# Finishing Handles!



## ABranson (Jun 8, 2017)

So I am working on finishing my first knife and would like some advice on finishing handles. I am using a dyed maple with a clear resin throughout. Is using a high grit sandpaper going to be enough to finish a handle or do I need to use some kind of coating, oil, polyurethane, etc? Would like to bring out a shine on the handle and have it be as low maintenance as possible in the long run. What do you recommend?


----------



## apicius9 (Jun 8, 2017)

If it is a stabilized wood, it does not technically 'need' any finish. However, an oil-based finish makes the colors pop out better. Running it over a buffer as a final touch with something like white compound will make it shinier. 

Stefan


----------



## Dave Martell (Jun 11, 2017)

Maybe *THIS* can help you.


----------



## milkbaby (Jun 11, 2017)

I'll add a couple things I've learned in my short time doing this... Not all stabilized woods are equal. Some are incredible just sanded to high grit and waxed. Others will pop more with more steps as Stefan and Dave note.

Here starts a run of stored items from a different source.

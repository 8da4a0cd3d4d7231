//! Reservation admission: validate against a snapshot of the unit, then
//! commit under the unit's write lock with a compare-and-swap on its status.

use chrono::{DateTime, NaiveDate, NaiveDateTime};
use serde::{Deserialize, Serialize};
use serde_json::json;
use tracing::{debug, info};
use ulid::Ulid;

use crate::auth::Identity;
use crate::clock::Clock;
use crate::limits::MAX_RESERVATIONS_PER_UNIT;
use crate::model::*;
use crate::notify::NotificationKind;
use crate::pricing::{calculate_booking_details, BookingDetails};

use super::fairness::check_cool_down;
use super::overlap::{find_overlap, holds_blocking};
use super::{BookingError, Engine};

/// Raw request as received from a caller. Every field is optional so a
/// missing one is reported as such rather than as a decode failure.
#[derive(Debug, Clone, Default, Serialize, Deserialize)]
pub struct ReservationRequest {
    #[serde(default)]
    pub unit_id: Option<Ulid>,
    #[serde(default)]
    pub start_date: Option<String>,
    #[serde(default)]
    pub rental_type: Option<String>,
}

impl ReservationRequest {
    pub fn new(unit_id: Ulid, start_date: impl Into<String>, rental_type: impl Into<String>) -> Self {
        Self {
            unit_id: Some(unit_id),
            start_date: Some(start_date.into()),
            rental_type: Some(rental_type.into()),
        }
    }
}

/// A request that passed validation and awaits commit.
#[derive(Debug, Clone, PartialEq, Eq)]
pub struct Admission {
    pub user_id: Ulid,
    pub unit_id: Ulid,
    pub rental_type: RentalType,
    pub details: BookingDetails,
    /// Start day equals the local day at validation time.
    pub same_day: bool,
    pub payment_deadline: Timestamp,
}

/// Resolve a start date to a local calendar day. A bare `YYYY-MM-DD` is that
/// exact day in any time zone; a zoned timestamp is converted to local time
/// first; a naive timestamp is already local.
pub(crate) fn parse_start_day(raw: &str, clock: &dyn Clock) -> Result<NaiveDate, BookingError> {
    let raw = raw.trim();
    if let Ok(day) = NaiveDate::parse_from_str(raw, "%Y-%m-%d") {
        return Ok(day);
    }
    if let Ok(instant) = DateTime::parse_from_rfc3339(raw) {
        return Ok(clock.local_day(instant.to_utc()));
    }
    if let Ok(naive) = NaiveDateTime::parse_from_str(raw, "%Y-%m-%dT%H:%M:%S") {
        return Ok(naive.date());
    }
    Err(BookingError::InvalidDate(raw.to_string()))
}

fn required<'a>(field: &'a Option<String>, name: &'static str) -> Result<&'a str, BookingError> {
    match field.as_deref().map(str::trim) {
        Some(s) if !s.is_empty() => Ok(s),
        _ => Err(BookingError::MissingField(name)),
    }
}

impl Engine {
    /// Admit and commit in one call.
    pub async fn create_reservation(
        &self,
        identity: &Identity,
        request: &ReservationRequest,
    ) -> Result<AdmissionOutcome, BookingError> {
        let result = match self.admit(identity, request).await {
            Ok(admission) => self.commit_admission(admission).await,
            Err(e) => Err(e),
        };
        let outcome = match &result {
            Ok(AdmissionOutcome::Confirmed { .. }) => "confirmed",
            Ok(AdmissionOutcome::Queued { .. }) => "queued",
            Err(e) => {
                metrics::counter!(crate::observability::REJECTIONS_TOTAL, "op" => "create_reservation", "code" => e.code())
                    .increment(1);
                debug!("reservation by {} rejected: {e}", identity.user_id);
                "rejected"
            }
        };
        metrics::counter!(crate::observability::ADMISSIONS_TOTAL, "outcome" => outcome).increment(1);
        result
    }

    /// Run every admission rule against the unit's current state. Nothing is
    /// written; the returned ticket is handed to [`Engine::commit_admission`].
    pub async fn admit(
        &self,
        identity: &Identity,
        request: &ReservationRequest,
    ) -> Result<Admission, BookingError> {
        let unit_id = request.unit_id.ok_or(BookingError::MissingField("unit_id"))?;
        let raw_start = required(&request.start_date, "start_date")?;
        let raw_type = required(&request.rental_type, "rental_type")?;
        let user_id = identity.user_id;

        let shared = self
            .get_unit_state(&unit_id)
            .ok_or(BookingError::UnitNotFound(unit_id))?;
        let us = shared.read().await;
        if !us.unit.is_active {
            return Err(BookingError::UnitNotFound(unit_id));
        }

        let start = parse_start_day(raw_start, self.clock())?;
        let now = self.clock.now();
        let today = self.clock.local_day(now);

        let diff_days = (start - today).num_days();
        if diff_days > i64::from(self.policy.max_advance_days) {
            return Err(BookingError::AdvanceLimitExceeded {
                max_days: self.policy.max_advance_days,
            });
        }
        if diff_days < 0 {
            return Err(BookingError::DateInPast(start));
        }

        if us.unit.status == UnitStatus::Maintenance {
            return Err(BookingError::UnderMaintenance);
        }
        let same_day = start == today;
        if same_day && matches!(us.unit.status, UnitStatus::Booked | UnitStatus::Rented) {
            return Err(BookingError::AlreadyTakenToday);
        }

        let rental_type: RentalType = raw_type.parse()?;
        let details = calculate_booking_details(&us.unit.rates, start, rental_type)?;
        if let Some(existing) = find_overlap(&us, &details.range) {
            return Err(BookingError::DateRangeConflict(existing.id));
        }

        check_cool_down(&us, user_id, start, &self.policy)?;

        if same_day && us.unit.status == UnitStatus::Reserved {
            if us.unit.reserved_to != Some(user_id) {
                return Err(BookingError::QueuePriorityHeld);
            }
            if us.unit.reservation_expires_at.is_some_and(|exp| now > exp) {
                return Err(BookingError::QueueGrantExpired);
            }
        }

        let payment_deadline =
            now + chrono::Duration::minutes(i64::from(self.policy.payment_deadline_minutes));

        Ok(Admission {
            user_id,
            unit_id,
            rental_type,
            details,
            same_day,
            payment_deadline,
        })
    }

    /// Commit an admitted request. Same-day requests swap the unit from
    /// available (or reserved for this user) to booked; if that swap finds
    /// the unit in any other state the race is lost and the requester is
    /// queued instead.
    pub async fn commit_admission(&self, admission: Admission) -> Result<AdmissionOutcome, BookingError> {
        let shared = self
            .get_unit_state(&admission.unit_id)
            .ok_or(BookingError::UnitNotFound(admission.unit_id))?;
        let mut us = shared.write().await;
        let started = std::time::Instant::now();
        let user_id = admission.user_id;
        let prev_status = us.unit.status;

        if admission.same_day {
            let swappable = match us.unit.status {
                UnitStatus::Available => true,
                UnitStatus::Reserved => us.unit.reserved_to == Some(user_id),
                _ => false,
            };
            if !swappable {
                return self.enqueue_race_loser(&mut us, user_id).await;
            }
        }

        // Re-check under the write lock: another booking may have committed
        // since validation.
        if let Some(existing) = find_overlap(&us, &admission.details.range) {
            return Err(BookingError::DateRangeConflict(existing.id));
        }
        if us.reservations.len() >= MAX_RESERVATIONS_PER_UNIT {
            return Err(BookingError::LimitExceeded("too many reservations on unit"));
        }

        let now = self.clock.now();
        let reservation = Reservation {
            id: Ulid::new(),
            user_id,
            unit_id: admission.unit_id,
            range: admission.details.range,
            rental_type: admission.rental_type,
            total_amount: admission.details.total_amount,
            status: ReservationStatus::PendingPayment,
            payment_deadline: admission.payment_deadline,
            created_at: now,
        };

        let mut events = vec![Event::ReservationCreated {
            reservation: reservation.clone(),
        }];
        if admission.same_day {
            events.push(Event::UnitStatusChanged {
                unit_id: admission.unit_id,
                status: UnitStatus::Booked,
                reserved_to: None,
                reservation_expires_at: None,
            });
        }
        events.push(Event::AuditRecorded {
            unit_id: admission.unit_id,
            entry: AuditEntry::new(
                AuditAction::BookingCreated,
                user_id,
                admission.unit_id,
                json!({
                    "reservation_id": reservation.id,
                    "start_date": reservation.range.start,
                    "end_date": reservation.range.end,
                    "rental_type": reservation.rental_type.as_str(),
                    "amount": reservation.total_amount,
                    "prev_status": prev_status.as_str(),
                }),
                now,
            ),
        });

        self.commit(&mut us, events).await?;
        metrics::histogram!(crate::observability::COMMIT_DURATION_SECONDS, "op" => "create_reservation")
            .record(started.elapsed().as_secs_f64());
        let lock_number = us.unit.lock_number.clone();
        drop(us);

        info!(
            "reservation {} on unit {} by {user_id}: {} → {}",
            reservation.id, reservation.unit_id, reservation.range.start, reservation.range.end
        );
        self.notifier.send(
            user_id,
            NotificationKind::BookingCreated,
            json!({
                "reservation_id": reservation.id,
                "lock_number": lock_number,
                "total_amount": reservation.total_amount,
                "payment_deadline": reservation.payment_deadline,
            }),
        );
        Ok(AdmissionOutcome::Confirmed { reservation })
    }

    async fn enqueue_race_loser(
        &self,
        us: &mut super::UnitState,
        user_id: Ulid,
    ) -> Result<AdmissionOutcome, BookingError> {
        metrics::counter!(crate::observability::RACES_LOST_TOTAL).increment(1);
        if holds_blocking(us, &user_id) {
            return Err(BookingError::DuplicateBooking);
        }
        let unit_id = us.unit.id;
        if us.queue_position(&user_id).is_none() {
            let entry = QueueEntry {
                unit_id,
                user_id,
                joined_at: self.clock.now(),
            };
            self.commit(us, vec![Event::QueueJoined { entry }]).await?;
        }
        let position = us.queue_position(&user_id).unwrap_or(1);
        info!("same-day race on unit {unit_id} lost by {user_id}, queued at {position}");
        Ok(AdmissionOutcome::Queued { unit_id, position })
    }
}

#[cfg(test)]
mod tests {
    use super::*;
    use crate::clock::ManualClock;
    use chrono::FixedOffset;

    #[test]
    fn bare_date_is_that_local_day() {
        let clock = ManualClock::new(
            DateTime::parse_from_rfc3339("2026-01-27T23:30:00Z").unwrap().to_utc(),
            FixedOffset::west_opt(10 * 3600).unwrap(),
        );
        let day = parse_start_day("2026-01-28", &clock).unwrap();
        assert_eq!(day, NaiveDate::from_ymd_opt(2026, 1, 28).unwrap());
    }

    #[test]
    fn zoned_timestamp_moves_to_local_day() {
        let clock = ManualClock::new(
            DateTime::parse_from_rfc3339("2026-01-27T00:00:00Z").unwrap().to_utc(),
            FixedOffset::east_opt(7 * 3600).unwrap(),
        );
        // 18:00 UTC is 01:00 the next day in UTC+7.
        let day = parse_start_day("2026-01-27T18:00:00Z", &clock).unwrap();
        assert_eq!(day, NaiveDate::from_ymd_opt(2026, 1, 28).unwrap());
        let naive = parse_start_day("2026-01-27T18:00:00", &clock).unwrap();
        assert_eq!(naive, NaiveDate::from_ymd_opt(2026, 1, 27).unwrap());
    }

    #[test]
    fn garbage_date_is_invalid() {
        let clock = ManualClock::at_noon(NaiveDate::from_ymd_opt(2026, 1, 1).unwrap());
        let err = parse_start_day("next tuesday", &clock).unwrap_err();
        assert_eq!(err.code(), "invalid_date");
    }
}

I've been going up to 3000 grit sandpaper which brings out the 3D grain and chatoyance. But going higher and filing the grain tends to make the wood feel more plastic than wood, at least for the woods I've used.


----------



## ABranson (Jun 11, 2017)

So this is my first knife and first handle. Idk what kind of wood it is. It was a big mixed bag of dyed and stabilized wood my buddy gave me. Is there a wax one could recommend? I'll be using up. To 2000 grit sandpaper and maybe some super fine steel wool? Maybe buffing some too? When do I wax? Last step?


----------



## milkbaby (Jun 12, 2017)

Wax should go on last. Some people swear by Renaissance wax which is a specific brand originally developed for museums. Others like car waxes with carnuba in them or paste wax which is often used on floors or furniture.


----------